DATA EXTRACTS:
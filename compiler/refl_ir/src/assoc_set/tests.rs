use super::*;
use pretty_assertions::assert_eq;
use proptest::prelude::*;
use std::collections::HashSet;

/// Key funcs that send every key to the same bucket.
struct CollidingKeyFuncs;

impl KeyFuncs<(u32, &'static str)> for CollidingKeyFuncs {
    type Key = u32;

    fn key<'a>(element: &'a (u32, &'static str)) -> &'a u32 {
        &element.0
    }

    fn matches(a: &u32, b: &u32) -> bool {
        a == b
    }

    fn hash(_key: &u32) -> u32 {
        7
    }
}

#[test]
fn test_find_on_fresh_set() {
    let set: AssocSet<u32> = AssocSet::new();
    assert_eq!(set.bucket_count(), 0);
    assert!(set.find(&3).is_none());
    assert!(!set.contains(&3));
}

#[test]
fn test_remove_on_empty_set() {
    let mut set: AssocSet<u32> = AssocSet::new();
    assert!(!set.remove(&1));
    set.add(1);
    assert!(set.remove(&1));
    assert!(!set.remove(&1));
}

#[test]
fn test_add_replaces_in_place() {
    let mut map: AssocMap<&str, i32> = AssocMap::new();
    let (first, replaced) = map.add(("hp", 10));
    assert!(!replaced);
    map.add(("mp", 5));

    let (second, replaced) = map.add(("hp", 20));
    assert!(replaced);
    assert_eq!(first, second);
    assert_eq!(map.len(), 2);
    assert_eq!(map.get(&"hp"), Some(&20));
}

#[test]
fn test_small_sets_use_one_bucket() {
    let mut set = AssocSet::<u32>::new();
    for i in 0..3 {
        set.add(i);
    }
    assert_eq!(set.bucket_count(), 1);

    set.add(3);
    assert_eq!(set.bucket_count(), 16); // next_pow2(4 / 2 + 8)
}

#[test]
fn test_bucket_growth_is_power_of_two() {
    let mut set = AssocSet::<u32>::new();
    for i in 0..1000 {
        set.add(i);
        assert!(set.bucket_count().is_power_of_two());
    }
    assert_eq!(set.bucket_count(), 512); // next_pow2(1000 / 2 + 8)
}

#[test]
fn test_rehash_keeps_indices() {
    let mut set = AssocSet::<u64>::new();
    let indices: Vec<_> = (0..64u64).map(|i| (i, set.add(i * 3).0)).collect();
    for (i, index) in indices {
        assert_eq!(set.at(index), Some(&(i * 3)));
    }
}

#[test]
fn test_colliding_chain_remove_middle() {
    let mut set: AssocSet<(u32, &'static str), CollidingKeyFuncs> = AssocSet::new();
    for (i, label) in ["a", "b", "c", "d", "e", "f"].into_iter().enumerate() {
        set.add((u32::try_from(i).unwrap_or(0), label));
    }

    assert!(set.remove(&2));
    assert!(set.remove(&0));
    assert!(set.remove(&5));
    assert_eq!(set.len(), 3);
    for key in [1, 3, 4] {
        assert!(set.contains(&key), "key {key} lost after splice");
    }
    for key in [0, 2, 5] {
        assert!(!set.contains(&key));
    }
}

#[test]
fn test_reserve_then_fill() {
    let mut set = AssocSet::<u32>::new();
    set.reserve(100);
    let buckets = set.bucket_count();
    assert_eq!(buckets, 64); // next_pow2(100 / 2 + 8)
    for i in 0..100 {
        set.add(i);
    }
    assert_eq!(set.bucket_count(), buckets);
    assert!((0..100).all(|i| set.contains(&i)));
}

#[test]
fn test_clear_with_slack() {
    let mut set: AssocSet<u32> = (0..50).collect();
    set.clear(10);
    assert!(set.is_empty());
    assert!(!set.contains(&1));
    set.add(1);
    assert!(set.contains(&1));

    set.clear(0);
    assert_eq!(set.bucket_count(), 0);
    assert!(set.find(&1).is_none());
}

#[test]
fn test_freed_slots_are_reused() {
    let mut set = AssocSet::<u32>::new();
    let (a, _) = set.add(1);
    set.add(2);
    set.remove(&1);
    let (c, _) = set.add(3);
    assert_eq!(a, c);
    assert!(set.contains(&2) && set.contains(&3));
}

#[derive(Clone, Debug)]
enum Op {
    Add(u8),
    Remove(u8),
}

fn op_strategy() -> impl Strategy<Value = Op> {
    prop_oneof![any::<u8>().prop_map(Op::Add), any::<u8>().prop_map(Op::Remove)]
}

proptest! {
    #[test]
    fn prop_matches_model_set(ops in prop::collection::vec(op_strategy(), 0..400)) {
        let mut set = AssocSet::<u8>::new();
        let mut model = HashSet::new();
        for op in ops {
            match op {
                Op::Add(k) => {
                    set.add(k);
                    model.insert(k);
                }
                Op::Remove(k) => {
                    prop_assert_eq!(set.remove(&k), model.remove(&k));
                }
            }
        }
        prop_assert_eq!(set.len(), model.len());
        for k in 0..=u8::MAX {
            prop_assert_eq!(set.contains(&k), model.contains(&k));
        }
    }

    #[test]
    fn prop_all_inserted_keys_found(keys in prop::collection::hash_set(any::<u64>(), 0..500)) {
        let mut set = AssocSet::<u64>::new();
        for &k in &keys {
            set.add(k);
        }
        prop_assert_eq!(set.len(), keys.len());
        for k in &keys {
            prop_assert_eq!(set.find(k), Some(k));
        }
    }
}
...
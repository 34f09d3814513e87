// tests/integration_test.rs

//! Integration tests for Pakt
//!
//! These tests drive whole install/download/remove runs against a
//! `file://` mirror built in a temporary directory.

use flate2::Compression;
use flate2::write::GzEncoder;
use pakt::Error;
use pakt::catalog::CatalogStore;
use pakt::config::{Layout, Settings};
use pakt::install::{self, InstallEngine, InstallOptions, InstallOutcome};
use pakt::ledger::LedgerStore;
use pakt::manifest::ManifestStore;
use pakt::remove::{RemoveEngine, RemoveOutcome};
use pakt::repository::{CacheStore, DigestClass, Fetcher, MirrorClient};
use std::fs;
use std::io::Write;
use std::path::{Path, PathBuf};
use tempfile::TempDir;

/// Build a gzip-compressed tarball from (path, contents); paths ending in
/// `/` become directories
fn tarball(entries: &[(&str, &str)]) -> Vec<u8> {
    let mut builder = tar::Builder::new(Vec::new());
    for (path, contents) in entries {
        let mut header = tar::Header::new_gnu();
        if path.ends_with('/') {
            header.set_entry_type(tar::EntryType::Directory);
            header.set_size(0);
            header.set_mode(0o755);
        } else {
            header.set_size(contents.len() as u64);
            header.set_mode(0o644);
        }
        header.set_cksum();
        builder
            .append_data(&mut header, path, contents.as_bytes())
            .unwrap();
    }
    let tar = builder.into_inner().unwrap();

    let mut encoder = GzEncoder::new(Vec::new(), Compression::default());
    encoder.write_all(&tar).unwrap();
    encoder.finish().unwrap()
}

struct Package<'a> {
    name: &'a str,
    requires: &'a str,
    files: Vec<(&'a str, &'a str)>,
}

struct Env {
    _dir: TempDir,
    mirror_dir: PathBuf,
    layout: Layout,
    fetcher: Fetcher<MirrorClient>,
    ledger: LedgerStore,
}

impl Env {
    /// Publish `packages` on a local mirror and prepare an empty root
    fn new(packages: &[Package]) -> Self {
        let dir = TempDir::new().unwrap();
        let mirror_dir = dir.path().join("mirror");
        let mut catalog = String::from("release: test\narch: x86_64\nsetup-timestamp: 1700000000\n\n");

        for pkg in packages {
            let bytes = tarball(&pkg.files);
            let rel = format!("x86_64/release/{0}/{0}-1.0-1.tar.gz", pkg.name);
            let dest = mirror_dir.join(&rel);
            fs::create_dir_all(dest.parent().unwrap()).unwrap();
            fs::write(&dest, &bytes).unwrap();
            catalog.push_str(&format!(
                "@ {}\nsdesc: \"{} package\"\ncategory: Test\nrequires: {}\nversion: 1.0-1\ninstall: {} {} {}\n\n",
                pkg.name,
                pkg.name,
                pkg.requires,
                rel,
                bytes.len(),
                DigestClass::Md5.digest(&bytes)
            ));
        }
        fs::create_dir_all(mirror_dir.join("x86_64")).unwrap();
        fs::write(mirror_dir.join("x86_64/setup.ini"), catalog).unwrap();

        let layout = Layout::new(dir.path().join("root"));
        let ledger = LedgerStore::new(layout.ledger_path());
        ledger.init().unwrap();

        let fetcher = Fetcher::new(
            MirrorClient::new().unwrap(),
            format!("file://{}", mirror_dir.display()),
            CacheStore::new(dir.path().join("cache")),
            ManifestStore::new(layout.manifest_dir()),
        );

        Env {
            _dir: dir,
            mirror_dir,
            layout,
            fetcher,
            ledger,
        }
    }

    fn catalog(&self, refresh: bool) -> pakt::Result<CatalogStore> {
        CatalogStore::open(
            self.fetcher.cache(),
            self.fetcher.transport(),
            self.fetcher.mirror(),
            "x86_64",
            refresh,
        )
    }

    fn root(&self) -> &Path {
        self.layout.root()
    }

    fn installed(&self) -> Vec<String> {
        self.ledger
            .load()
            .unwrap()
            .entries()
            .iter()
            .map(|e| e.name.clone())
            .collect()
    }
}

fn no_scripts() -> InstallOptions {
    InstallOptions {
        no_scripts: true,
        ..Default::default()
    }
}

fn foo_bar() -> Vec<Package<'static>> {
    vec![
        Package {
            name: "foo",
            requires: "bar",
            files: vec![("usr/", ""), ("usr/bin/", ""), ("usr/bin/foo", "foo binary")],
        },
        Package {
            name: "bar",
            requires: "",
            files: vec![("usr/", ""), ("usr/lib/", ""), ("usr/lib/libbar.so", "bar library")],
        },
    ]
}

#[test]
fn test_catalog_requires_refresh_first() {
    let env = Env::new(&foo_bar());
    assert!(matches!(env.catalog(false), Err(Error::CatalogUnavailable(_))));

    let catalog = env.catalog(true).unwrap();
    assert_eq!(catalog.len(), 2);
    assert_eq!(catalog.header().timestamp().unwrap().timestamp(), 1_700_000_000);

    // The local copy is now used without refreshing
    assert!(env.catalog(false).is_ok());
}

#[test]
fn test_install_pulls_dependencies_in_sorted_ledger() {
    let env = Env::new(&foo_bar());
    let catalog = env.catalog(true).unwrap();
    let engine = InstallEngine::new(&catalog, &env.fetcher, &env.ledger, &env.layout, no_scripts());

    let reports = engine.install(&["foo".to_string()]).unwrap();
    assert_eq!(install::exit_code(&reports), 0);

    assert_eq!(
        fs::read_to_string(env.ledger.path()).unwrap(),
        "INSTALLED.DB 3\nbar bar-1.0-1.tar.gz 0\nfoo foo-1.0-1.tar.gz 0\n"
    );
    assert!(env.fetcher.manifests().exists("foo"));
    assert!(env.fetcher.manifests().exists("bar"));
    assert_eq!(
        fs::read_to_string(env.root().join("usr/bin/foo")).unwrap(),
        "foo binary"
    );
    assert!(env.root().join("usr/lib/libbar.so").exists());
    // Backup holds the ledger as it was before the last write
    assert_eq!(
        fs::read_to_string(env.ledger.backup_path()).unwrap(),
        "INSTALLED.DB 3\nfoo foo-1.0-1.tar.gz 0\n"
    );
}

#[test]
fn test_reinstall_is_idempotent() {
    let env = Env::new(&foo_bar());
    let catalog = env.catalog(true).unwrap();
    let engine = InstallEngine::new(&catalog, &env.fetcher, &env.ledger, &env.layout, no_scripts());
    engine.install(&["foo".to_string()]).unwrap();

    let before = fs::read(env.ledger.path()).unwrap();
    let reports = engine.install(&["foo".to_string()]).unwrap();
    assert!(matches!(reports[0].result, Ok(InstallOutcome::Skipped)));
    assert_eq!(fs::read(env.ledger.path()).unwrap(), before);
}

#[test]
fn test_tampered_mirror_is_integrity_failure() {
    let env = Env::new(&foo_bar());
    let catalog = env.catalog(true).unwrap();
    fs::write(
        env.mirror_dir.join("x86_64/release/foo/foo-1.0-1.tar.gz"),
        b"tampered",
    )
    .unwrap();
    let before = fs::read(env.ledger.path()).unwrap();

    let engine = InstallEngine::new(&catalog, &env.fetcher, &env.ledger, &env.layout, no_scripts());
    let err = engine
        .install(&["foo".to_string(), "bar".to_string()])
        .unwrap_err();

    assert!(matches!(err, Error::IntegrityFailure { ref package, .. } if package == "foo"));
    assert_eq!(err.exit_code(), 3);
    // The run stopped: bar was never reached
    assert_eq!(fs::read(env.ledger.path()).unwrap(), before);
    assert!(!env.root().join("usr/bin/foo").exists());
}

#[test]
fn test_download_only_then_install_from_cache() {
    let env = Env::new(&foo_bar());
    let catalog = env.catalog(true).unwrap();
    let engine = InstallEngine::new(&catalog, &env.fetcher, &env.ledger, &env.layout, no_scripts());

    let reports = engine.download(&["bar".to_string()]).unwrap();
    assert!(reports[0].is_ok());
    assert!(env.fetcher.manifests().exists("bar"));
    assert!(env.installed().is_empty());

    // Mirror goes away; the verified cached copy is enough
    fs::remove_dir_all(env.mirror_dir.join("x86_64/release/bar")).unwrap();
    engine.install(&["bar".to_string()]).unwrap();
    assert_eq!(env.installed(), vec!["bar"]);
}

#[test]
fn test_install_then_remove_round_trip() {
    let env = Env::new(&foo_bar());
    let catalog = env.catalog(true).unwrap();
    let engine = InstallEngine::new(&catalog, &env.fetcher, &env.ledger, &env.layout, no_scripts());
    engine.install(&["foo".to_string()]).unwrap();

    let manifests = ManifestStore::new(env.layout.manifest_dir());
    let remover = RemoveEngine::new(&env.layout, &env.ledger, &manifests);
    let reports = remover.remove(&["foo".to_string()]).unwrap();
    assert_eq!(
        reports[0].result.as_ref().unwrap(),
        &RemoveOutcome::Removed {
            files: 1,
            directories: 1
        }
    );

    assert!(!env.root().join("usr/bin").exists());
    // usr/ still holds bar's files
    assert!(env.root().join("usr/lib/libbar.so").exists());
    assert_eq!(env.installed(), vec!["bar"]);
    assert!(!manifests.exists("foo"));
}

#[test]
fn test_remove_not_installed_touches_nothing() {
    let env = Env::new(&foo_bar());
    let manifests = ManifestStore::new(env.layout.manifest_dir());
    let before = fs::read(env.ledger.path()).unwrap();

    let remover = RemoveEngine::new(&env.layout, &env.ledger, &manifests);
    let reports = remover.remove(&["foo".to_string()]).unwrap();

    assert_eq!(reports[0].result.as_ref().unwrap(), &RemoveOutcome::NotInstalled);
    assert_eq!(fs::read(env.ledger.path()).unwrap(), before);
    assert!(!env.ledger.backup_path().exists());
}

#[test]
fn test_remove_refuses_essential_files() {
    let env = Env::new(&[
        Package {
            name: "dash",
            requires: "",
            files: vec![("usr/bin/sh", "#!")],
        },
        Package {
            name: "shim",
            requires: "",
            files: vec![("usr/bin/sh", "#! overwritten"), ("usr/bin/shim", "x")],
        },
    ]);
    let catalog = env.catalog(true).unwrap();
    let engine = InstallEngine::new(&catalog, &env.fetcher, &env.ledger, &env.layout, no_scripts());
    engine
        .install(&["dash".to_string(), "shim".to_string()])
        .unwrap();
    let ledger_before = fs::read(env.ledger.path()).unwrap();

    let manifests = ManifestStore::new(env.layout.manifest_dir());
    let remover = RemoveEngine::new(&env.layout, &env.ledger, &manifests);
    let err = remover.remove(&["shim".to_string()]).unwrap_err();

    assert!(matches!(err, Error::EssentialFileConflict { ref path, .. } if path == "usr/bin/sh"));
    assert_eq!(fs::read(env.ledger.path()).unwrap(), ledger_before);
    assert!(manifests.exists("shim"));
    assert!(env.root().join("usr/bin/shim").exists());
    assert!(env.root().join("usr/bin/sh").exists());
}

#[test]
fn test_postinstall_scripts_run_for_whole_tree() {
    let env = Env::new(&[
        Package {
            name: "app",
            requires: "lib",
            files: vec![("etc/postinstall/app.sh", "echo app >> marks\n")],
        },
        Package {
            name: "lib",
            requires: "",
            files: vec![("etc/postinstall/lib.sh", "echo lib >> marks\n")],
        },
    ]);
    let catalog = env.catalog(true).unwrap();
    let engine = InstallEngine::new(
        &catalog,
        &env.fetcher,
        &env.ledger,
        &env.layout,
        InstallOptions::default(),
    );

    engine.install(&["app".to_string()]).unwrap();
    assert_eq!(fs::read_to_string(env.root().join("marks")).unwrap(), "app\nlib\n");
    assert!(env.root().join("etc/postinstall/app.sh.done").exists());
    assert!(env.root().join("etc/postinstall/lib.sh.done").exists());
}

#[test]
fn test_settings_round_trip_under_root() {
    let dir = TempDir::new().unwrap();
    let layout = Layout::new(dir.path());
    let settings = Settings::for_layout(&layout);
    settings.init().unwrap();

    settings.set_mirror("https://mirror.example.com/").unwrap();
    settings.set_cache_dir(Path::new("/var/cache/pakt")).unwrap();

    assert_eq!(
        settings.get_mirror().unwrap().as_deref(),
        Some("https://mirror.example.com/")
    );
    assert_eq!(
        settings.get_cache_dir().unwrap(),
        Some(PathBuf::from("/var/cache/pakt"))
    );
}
* * *
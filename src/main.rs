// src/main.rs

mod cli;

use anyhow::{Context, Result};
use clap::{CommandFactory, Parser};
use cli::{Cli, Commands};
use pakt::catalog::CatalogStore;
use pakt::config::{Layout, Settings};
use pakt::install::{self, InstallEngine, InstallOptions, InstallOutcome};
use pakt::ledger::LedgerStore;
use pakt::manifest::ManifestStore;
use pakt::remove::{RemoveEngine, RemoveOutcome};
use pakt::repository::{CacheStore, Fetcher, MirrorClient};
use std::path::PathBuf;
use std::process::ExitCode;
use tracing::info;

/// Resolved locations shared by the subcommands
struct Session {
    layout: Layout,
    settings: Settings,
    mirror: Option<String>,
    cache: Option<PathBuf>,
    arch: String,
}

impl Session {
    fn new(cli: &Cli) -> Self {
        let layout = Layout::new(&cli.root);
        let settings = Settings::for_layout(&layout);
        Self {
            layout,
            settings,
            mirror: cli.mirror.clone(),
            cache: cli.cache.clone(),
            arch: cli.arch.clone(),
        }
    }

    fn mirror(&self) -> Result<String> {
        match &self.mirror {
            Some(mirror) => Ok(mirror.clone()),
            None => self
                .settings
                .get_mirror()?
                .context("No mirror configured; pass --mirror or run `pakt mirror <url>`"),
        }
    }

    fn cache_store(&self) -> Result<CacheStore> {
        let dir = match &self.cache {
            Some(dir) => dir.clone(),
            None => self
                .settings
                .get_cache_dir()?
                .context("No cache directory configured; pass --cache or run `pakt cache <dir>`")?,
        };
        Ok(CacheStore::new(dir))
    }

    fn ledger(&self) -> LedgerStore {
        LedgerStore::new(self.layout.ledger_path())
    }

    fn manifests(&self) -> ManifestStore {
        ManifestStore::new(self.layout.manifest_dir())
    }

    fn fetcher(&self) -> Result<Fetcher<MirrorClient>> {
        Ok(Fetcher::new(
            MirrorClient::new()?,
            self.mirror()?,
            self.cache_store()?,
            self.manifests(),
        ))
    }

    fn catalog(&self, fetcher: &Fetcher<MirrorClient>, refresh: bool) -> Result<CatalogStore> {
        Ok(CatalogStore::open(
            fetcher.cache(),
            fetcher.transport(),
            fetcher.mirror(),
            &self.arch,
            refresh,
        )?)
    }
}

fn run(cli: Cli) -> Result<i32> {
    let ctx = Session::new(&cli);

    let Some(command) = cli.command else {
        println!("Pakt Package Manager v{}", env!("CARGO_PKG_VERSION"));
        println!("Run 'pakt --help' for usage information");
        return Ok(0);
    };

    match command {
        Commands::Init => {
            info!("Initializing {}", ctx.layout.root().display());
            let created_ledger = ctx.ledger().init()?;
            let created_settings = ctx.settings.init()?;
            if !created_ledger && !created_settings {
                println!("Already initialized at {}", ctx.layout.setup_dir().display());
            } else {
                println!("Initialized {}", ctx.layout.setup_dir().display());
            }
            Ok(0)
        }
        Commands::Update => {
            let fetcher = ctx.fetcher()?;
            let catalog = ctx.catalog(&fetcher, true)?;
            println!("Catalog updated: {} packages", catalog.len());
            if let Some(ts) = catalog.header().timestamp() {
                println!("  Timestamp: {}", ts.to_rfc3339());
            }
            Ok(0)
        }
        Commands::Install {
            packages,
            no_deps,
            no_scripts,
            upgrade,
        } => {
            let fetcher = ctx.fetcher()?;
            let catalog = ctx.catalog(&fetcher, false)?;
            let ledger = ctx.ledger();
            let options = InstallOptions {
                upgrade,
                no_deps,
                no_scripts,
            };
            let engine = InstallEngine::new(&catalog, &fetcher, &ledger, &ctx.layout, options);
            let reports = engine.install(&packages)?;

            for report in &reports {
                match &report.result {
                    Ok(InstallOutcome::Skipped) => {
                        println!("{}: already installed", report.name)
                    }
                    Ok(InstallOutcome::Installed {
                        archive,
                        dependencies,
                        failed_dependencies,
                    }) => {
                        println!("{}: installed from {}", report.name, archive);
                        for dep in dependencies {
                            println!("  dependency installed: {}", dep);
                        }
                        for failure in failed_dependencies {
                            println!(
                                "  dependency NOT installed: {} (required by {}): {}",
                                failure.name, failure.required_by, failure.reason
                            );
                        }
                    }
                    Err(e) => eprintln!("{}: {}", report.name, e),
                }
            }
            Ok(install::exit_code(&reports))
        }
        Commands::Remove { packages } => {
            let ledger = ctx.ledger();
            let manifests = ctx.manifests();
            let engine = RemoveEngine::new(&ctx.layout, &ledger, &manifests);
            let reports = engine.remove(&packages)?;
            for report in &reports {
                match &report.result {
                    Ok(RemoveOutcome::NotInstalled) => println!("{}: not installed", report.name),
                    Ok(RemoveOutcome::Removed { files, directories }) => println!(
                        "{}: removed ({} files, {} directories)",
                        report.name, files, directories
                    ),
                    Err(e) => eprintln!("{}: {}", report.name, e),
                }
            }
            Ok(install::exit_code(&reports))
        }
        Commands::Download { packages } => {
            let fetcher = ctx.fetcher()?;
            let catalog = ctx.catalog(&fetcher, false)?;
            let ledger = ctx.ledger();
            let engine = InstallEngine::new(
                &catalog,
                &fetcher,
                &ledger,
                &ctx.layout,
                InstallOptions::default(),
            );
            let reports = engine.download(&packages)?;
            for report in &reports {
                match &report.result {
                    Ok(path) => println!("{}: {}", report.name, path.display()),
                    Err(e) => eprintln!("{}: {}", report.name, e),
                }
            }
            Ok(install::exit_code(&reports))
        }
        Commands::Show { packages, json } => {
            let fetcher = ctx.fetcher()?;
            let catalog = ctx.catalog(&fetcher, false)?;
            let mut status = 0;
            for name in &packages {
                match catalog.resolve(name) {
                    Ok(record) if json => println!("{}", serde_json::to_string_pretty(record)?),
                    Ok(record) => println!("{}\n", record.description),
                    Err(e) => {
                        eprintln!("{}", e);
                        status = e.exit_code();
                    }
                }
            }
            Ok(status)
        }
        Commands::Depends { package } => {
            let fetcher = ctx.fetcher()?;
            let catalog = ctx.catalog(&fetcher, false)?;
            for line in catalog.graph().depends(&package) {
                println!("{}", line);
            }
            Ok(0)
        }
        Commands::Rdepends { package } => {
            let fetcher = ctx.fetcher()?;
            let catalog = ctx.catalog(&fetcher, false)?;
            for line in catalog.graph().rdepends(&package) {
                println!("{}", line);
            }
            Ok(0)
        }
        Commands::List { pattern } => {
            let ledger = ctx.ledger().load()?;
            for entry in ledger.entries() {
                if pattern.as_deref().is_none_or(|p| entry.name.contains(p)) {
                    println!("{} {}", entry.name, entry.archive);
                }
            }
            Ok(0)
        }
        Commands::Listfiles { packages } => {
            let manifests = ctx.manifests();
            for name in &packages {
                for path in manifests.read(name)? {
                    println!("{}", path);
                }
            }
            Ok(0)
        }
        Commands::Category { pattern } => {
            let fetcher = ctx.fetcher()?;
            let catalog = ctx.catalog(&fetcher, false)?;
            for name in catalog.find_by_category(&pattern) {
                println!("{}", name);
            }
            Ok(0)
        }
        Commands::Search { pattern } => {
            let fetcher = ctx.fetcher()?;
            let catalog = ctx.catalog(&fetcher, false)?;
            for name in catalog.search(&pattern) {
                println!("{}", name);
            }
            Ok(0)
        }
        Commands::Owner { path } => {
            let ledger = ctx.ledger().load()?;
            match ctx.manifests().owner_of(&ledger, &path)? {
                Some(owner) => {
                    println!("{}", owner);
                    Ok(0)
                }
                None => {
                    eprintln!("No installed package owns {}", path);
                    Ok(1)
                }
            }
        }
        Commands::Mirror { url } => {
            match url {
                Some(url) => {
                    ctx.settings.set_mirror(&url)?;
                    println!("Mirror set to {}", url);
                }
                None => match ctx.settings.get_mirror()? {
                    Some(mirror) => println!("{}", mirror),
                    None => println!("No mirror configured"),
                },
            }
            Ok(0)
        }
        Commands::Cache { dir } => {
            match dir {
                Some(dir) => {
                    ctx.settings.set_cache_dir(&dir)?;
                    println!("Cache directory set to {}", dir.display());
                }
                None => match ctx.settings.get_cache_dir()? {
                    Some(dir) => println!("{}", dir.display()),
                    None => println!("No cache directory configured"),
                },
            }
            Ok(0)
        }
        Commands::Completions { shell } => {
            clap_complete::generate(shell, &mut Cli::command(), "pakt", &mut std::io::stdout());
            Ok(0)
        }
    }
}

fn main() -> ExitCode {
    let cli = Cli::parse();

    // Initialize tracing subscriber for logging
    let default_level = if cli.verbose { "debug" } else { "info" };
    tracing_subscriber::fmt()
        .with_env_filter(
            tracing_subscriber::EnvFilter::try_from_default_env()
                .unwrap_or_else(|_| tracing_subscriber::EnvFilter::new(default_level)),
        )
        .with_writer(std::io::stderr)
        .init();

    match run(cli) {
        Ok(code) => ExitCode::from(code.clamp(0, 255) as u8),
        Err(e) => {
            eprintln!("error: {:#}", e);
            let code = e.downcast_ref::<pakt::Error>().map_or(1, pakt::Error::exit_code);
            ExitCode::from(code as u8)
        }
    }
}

TASK DIRECTIONS: From the material above, set down exactly the lines between the line holding "an empty root" and the line holding "for pkg in packages", inclusive. Include nothing else.

RESULT OF THE TASK:
    /// Publish `packages` on a local mirror and prepare an empty root
    fn new(packages: &[Package]) -> Self {
        let dir = TempDir::new().unwrap();
        let mirror_dir = dir.path().join("mirror");
        let mut catalog = String::from("release: test\narch: x86_64\nsetup-timestamp: 1700000000\n\n");

        for pkg in packages {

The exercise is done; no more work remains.